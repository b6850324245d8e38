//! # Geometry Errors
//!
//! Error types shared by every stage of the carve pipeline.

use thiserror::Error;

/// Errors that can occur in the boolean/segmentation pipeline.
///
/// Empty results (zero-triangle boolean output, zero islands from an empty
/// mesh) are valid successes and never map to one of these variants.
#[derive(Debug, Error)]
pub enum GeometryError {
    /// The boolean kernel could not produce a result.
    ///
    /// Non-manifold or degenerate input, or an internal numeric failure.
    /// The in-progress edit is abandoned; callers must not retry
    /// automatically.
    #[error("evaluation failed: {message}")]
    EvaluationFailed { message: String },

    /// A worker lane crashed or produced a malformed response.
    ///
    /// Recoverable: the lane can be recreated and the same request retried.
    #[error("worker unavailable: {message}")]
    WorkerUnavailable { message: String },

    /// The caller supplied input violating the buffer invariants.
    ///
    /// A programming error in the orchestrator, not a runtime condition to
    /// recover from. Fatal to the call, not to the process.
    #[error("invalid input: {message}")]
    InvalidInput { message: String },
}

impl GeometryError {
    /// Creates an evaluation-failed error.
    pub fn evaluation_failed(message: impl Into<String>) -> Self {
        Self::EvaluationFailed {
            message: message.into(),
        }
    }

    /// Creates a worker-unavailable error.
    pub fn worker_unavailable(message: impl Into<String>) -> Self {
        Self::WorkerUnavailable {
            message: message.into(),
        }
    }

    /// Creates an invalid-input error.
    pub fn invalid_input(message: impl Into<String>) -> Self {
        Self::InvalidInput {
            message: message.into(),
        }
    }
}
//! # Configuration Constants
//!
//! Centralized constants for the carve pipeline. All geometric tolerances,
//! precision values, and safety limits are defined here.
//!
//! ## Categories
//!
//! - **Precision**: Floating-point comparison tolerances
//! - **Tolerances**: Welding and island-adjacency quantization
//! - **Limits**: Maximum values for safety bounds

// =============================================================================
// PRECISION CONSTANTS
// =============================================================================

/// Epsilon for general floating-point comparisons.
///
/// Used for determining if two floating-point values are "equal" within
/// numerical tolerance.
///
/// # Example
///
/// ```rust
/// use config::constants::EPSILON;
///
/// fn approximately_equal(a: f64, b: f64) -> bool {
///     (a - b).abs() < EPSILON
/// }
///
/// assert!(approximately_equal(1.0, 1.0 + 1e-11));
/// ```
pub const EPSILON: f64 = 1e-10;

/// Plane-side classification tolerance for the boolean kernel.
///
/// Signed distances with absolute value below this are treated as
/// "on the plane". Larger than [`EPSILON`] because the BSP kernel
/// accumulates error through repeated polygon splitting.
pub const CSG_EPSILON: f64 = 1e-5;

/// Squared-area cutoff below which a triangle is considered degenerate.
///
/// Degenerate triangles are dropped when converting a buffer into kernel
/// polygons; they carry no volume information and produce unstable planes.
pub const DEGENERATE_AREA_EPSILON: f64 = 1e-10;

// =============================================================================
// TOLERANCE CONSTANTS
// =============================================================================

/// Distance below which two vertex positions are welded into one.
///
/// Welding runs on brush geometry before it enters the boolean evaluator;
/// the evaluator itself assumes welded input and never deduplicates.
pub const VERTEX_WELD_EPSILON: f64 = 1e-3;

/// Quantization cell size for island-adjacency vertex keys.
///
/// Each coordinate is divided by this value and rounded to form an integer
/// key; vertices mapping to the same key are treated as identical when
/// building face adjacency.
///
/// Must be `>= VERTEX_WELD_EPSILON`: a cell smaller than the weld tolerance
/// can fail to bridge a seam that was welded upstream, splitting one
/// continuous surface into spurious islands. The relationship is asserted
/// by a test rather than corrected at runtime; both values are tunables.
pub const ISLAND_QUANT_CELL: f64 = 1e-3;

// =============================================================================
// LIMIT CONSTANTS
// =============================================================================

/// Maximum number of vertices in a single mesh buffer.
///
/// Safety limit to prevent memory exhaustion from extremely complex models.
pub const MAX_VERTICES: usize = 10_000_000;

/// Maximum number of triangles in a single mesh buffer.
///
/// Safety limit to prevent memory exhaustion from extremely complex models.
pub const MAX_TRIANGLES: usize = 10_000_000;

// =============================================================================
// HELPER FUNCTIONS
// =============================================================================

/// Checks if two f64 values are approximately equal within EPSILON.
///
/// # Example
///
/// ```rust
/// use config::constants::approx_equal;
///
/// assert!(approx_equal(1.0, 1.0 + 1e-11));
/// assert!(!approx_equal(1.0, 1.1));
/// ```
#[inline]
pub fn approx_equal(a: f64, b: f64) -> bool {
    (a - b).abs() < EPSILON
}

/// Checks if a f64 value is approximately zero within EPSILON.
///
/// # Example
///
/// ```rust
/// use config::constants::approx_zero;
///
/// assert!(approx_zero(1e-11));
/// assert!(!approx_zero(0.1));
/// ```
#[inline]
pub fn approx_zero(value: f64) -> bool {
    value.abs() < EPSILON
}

Task directions: Nothing but the lines above from the one containing "# Configuration Constants" through the one containing "and never deduplicates." should appear in the answer, each repeated exactly.

Finished exercise:
//! # Configuration Constants
//!
//! Centralized constants for the carve pipeline. All geometric tolerances,
//! precision values, and safety limits are defined here.
//!
//! ## Categories
//!
//! - **Precision**: Floating-point comparison tolerances
//! - **Tolerances**: Welding and island-adjacency quantization
//! - **Limits**: Maximum values for safety bounds

// =============================================================================
// PRECISION CONSTANTS
// =============================================================================

/// Epsilon for general floating-point comparisons.
///
/// Used for determining if two floating-point values are "equal" within
/// numerical tolerance.
///
/// # Example
///
/// ```rust
/// use config::constants::EPSILON;
///
/// fn approximately_equal(a: f64, b: f64) -> bool {
///     (a - b).abs() < EPSILON
/// }
///
/// assert!(approximately_equal(1.0, 1.0 + 1e-11));
/// ```
pub const EPSILON: f64 = 1e-10;

/// Plane-side classification tolerance for the boolean kernel.
///
/// Signed distances with absolute value below this are treated as
/// "on the plane". Larger than [`EPSILON`] because the BSP kernel
/// accumulates error through repeated polygon splitting.
pub const CSG_EPSILON: f64 = 1e-5;

/// Squared-area cutoff below which a triangle is considered degenerate.
///
/// Degenerate triangles are dropped when converting a buffer into kernel
/// polygons; they carry no volume information and produce unstable planes.
pub const DEGENERATE_AREA_EPSILON: f64 = 1e-10;

// =============================================================================
// TOLERANCE CONSTANTS
// =============================================================================

/// Distance below which two vertex positions are welded into one.
///
/// Welding runs on brush geometry before it enters the boolean evaluator;
/// the evaluator itself assumes welded input and never deduplicates.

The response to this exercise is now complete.